The steric requirements for sterol inhibition of tetrahymanol biosynthesis

Many naturally occurring sterols are accumulated and metabolized by Tetrahymena pyriformis . In most cases, the sterols are desaturated to give Δ5,7,22 ‐derivatives. Compounds with an ethyl, but not with a methyl, substituent at C‐24 are dealkylated. Exposure of the ciliates to the appropriate sterol sharply curtails the synthesis of the native pentacyclic triterpenoid alcohols, tetrahymanol and diplopterol. An analysis with modified sterols has revealed several additional features that are required for desaturation at C‐7,8 and C‐22,23 and for inhibition of tetrahymanol biosynthesis. The presence of a trans ‐17(20)‐double bond, which eliminates free rotation at C‐20 and fixes C‐22 to the right of the nucleus, does not interfere with desaturation, while the cis ‐ or left‐handed isomer is not metabolized. The cis ‐Δ 17(20) ‐isomer is, however, an effective inhibitor of tetrahymanol biosynthesis, although less so that the trans ‐counterpart. When a methyl or hydroxyl group at C‐20 protrudes to the front of the molecule in the right‐handed conformation, metabolism is reduced or abolished.
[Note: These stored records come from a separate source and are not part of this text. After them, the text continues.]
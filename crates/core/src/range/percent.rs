//! Inclusive percentage interval.

use std::ops::{Bound, RangeBounds, RangeInclusive};

use serde::{Deserialize, Serialize};

use crate::error::MoneyError;

const MINIMUM_FLOOR: i64 = 0;
const MINIMUM_CEILING: i64 = 99;
const MAXIMUM_FLOOR: i64 = 1;
const MAXIMUM_CEILING: i64 = 100;

/// A closed interval of whole percentages, e.g. a share-of-revenue band.
///
/// `minimum` lies in `0..=99`, `maximum` in `1..=100`, and
/// `minimum <= maximum`. Behaves as the collection of integers it spans.
#[derive(Debug, Clone, Copy, PartialEq, Eq, Hash, Serialize, Deserialize)]
#[serde(try_from = "RawPercentRange")]
pub struct PercentRange {
    minimum: u8,
    maximum: u8,
}

#[derive(Deserialize)]
struct RawPercentRange {
    minimum: i64,
    maximum: i64,
}

impl TryFrom<RawPercentRange> for PercentRange {
    type Error = MoneyError;

    fn try_from(raw: RawPercentRange) -> Result<Self, Self::Error> {
        Self::checked(raw.minimum, raw.maximum)
    }
}

fn check_bound(field: &'static str, value: i64, min: i64, max: i64) -> Result<u8, MoneyError> {
    match u8::try_from(value) {
        Ok(bound) if (min..=max).contains(&value) => Ok(bound),
        _ => {
            tracing::debug!(field, value, min, max, "percent bound out of range");
            Err(MoneyError::RangeBoundViolation {
                field,
                value,
                min,
                max,
            })
        }
    }
}

impl PercentRange {
    /// Creates a range from its two bounds.
    ///
    /// # Errors
    ///
    /// Returns `RangeBoundViolation` if a bound is outside its domain or the
    /// bounds are inverted.
    pub fn new(minimum: u8, maximum: u8) -> Result<Self, MoneyError> {
        Self::checked(i64::from(minimum), i64::from(maximum))
    }

    /// Creates a range from native range syntax.
    ///
    /// An unbounded start becomes 0 and an unbounded end becomes 100; exclusive
    /// bounds are converted to their inclusive neighbours.
    ///
    /// # Errors
    ///
    /// Same as [`PercentRange::new`].
    pub fn from_range<R: RangeBounds<u8>>(range: R) -> Result<Self, MoneyError> {
        let minimum = match range.start_bound() {
            Bound::Included(&start) => i64::from(start),
            Bound::Excluded(&start) => i64::from(start) + 1,
            Bound::Unbounded => MINIMUM_FLOOR,
        };
        let maximum = match range.end_bound() {
            Bound::Included(&end) => i64::from(end),
            Bound::Excluded(&end) => i64::from(end) - 1,
            Bound::Unbounded => MAXIMUM_CEILING,
        };
        Self::checked(minimum, maximum)
    }

    fn checked(minimum: i64, maximum: i64) -> Result<Self, MoneyError> {
        let maximum = check_bound("maximum", maximum, MAXIMUM_FLOOR, MAXIMUM_CEILING)?;
        let minimum = check_bound(
            "minimum",
            minimum,
            MINIMUM_FLOOR,
            MINIMUM_CEILING.min(i64::from(maximum)),
        )?;
        Ok(Self { minimum, maximum })
    }

    /// Lower bound, inclusive.
    #[must_use]
    pub const fn minimum(&self) -> u8 {
        self.minimum
    }

    /// Upper bound, inclusive.
    #[must_use]
    pub const fn maximum(&self) -> u8 {
        self.maximum
    }

    /// Replaces the lower bound, keeping the old one on error.
    ///
    /// # Errors
    ///
    /// Returns `RangeBoundViolation` if `minimum` is outside `0..=99` or above
    /// the current maximum.
    pub fn set_minimum(&mut self, minimum: u8) -> Result<(), MoneyError> {
        *self = Self::new(minimum, self.maximum)?;
        Ok(())
    }

    /// Replaces the upper bound, keeping the old one on error.
    ///
    /// # Errors
    ///
    /// Returns `RangeBoundViolation` if `maximum` is outside `1..=100` or below
    /// the current minimum.
    pub fn set_maximum(&mut self, maximum: u8) -> Result<(), MoneyError> {
        *self = Self::new(self.minimum, maximum)?;
        Ok(())
    }

    /// Returns true if `value` lies within the bounds.
    #[must_use]
    pub fn contains(&self, value: i32) -> bool {
        (i32::from(self.minimum)..=i32::from(self.maximum)).contains(&value)
    }

    /// Number of integers in the range.
    #[must_use]
    pub fn len(&self) -> usize {
        usize::from(self.maximum - self.minimum) + 1
    }

    /// Always false: a valid range holds at least one integer.
    #[must_use]
    pub const fn is_empty(&self) -> bool {
        false
    }

    /// The integer at `index` positions past the minimum.
    #[must_use]
    pub fn get(&self, index: usize) -> Option<u8> {
        let offset = u8::try_from(index).ok()?;
        self.minimum
            .checked_add(offset)
            .filter(|value| *value <= self.maximum)
    }

    /// The next integer in the range after `value`.
    #[must_use]
    pub fn successor(&self, value: u8) -> Option<u8> {
        (value >= self.minimum && value < self.maximum).then(|| value + 1)
    }

    /// The integer in the range before `value`.
    #[must_use]
    pub fn predecessor(&self, value: u8) -> Option<u8> {
        (value > self.minimum && value <= self.maximum).then(|| value - 1)
    }

    /// Iterates from minimum to maximum.
    #[must_use]
    pub fn iter(&self) -> RangeInclusive<u8> {
        self.minimum..=self.maximum
    }
}

impl From<PercentRange> for RangeInclusive<u8> {
    fn from(range: PercentRange) -> Self {
        range.iter()
    }
}

impl IntoIterator for PercentRange {
    type Item = u8;
    type IntoIter = RangeInclusive<u8>;

    fn into_iter(self) -> Self::IntoIter {
        self.iter()
    }
}

impl IntoIterator for &PercentRange {
    type Item = u8;
    type IntoIter = RangeInclusive<u8>;

    fn into_iter(self) -> Self::IntoIter {
        self.iter()
    }
}
//! Monetary amounts: validation, rounding, and keyed JSON encoding.

pub mod keys;
pub mod monetary;
pub mod validation;

#[cfg(test)]
mod props;

pub use keys::{AmountKeys, CurrencyCodeKeys, CurrencyKeys};
pub use monetary::{Amount, MonetaryAmount, Money};
pub use validation::{MAX_AMOUNT_LEN, parse_amount, validate_amount};
//! Client-wide error types.

use thiserror::Error;

/// Result type alias using `ClientError`.
pub type ClientResult<T> = Result<T, ClientError>;

/// Errors surfaced to callers of the PayPal client.
///
/// Nothing here is retried; the caller decides whether to report or abort.
#[derive(Debug, Error)]
pub enum ClientError {
    /// A request or response body carried a value PayPal would reject.
    #[error("Bad request ({identifier}): {reason}")]
    BadRequest {
        /// PayPal machine identifier, e.g. `badValue`.
        identifier: &'static str,
        /// Human readable description naming the field and constraint.
        reason: String,
    },

    /// A value failed a local validation rule.
    #[error("Validation error: {0}")]
    Validation(String),

    /// A body could not be decoded.
    #[error("Decode error: {0}")]
    Decode(String),

    /// Client configuration is missing or invalid.
    #[error("Configuration error: {0}")]
    Configuration(String),
}

impl ClientError {
    /// Returns the HTTP status code class for this error.
    #[must_use]
    pub const fn status_code(&self) -> u16 {
        match self {
            Self::BadRequest { .. } | Self::Validation(_) | Self::Decode(_) => 400,
            Self::Configuration(_) => 500,
        }
    }

    /// Returns the error code for logs and API responses.
    #[must_use]
    pub const fn error_code(&self) -> &'static str {
        match self {
            Self::BadRequest { .. } => "BAD_REQUEST",
            Self::Validation(_) => "VALIDATION_ERROR",
            Self::Decode(_) => "DECODE_ERROR",
            Self::Configuration(_) => "CONFIGURATION_ERROR",
        }
    }
}

impl From<config::ConfigError> for ClientError {
    fn from(err: config::ConfigError) -> Self {
        Self::Configuration(err.to_string())
    }
}

#[cfg(test)]
mod tests {
    use super::*;
    use rstest::rstest;

    fn bad_request() -> ClientError {
        ClientError::BadRequest {
            identifier: "badValue",
            reason: "msg".into(),
        }
    }

    #[rstest]
    #[case(bad_request(), 400, "BAD_REQUEST")]
    #[case(ClientError::Validation(String::new()), 400, "VALIDATION_ERROR")]
    #[case(ClientError::Decode(String::new()), 400, "DECODE_ERROR")]
    #[case(ClientError::Configuration(String::new()), 500, "CONFIGURATION_ERROR")]
    fn test_status_and_error_codes(
        #[case] err: ClientError,
        #[case] status: u16,
        #[case] code: &str,
    ) {
        assert_eq!(err.status_code(), status);
        assert_eq!(err.error_code(), code);
    }

    #[test]
    fn test_error_display() {
        assert_eq!(bad_request().to_string(), "Bad request (badValue): msg");
        assert_eq!(
            ClientError::Validation("msg".into()).to_string(),
            "Validation error: msg"
        );
        assert_eq!(
            ClientError::Decode("msg".into()).to_string(),
            "Decode error: msg"
        );
        assert_eq!(
            ClientError::Configuration("msg".into()).to_string(),
            "Configuration error: msg"
        );
    }

    #[test]
    fn test_from_config_error() {
        let err: ClientError = config::ConfigError::NotFound("client_id".into()).into();
        assert_eq!(err.error_code(), "CONFIGURATION_ERROR");
        assert!(err.to_string().contains("client_id"));
    }
}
Shortening (by one C‐atom) or lengthening of the sterol side chain has little effect on the ability of the compounds to inhibit tetrahymanol biosynthesis or to support growth, as long as the overall length of the side chain does not exceed seven carbons from C‐20. The presence of a 7α‐, 7β‐, 20α‐, 20β‐, or a 25‐hydroxy group in the cholesterol molecule sharply inhibits desaturation and curtails the effectiveness of the compound as an inhibitor of tetrahymanol biosynthesis. The 7‐ or 22‐keto derivatives seem to act in a fashion similar to the hydroxy derivatives, but these compounds show greater inhibition of growth. 20‐Methylcholesterol, however, is a potent inhibitor of synthesis, which suggests that the polarity of the substituent of C‐20 is more important than bulk. Many sterols can effectively replace tetrahymanol in the membranes of these ciliates. However, several of the compounds, which inhibit synthesis, appear to be physiologically inappropriate, and poor growth results. An example of the latter class is 20‐methylcholesterol. Finally, a class of sterols, represented by 20α‐hydroxycholesterol and 7‐ketocholesterol, does not severly inhibit tetrahymanol synthesis but leads to growth inhibition and surface abnormalities. These sterols apparently lead to a disordered membrane, even in the presence of tetrahymanol.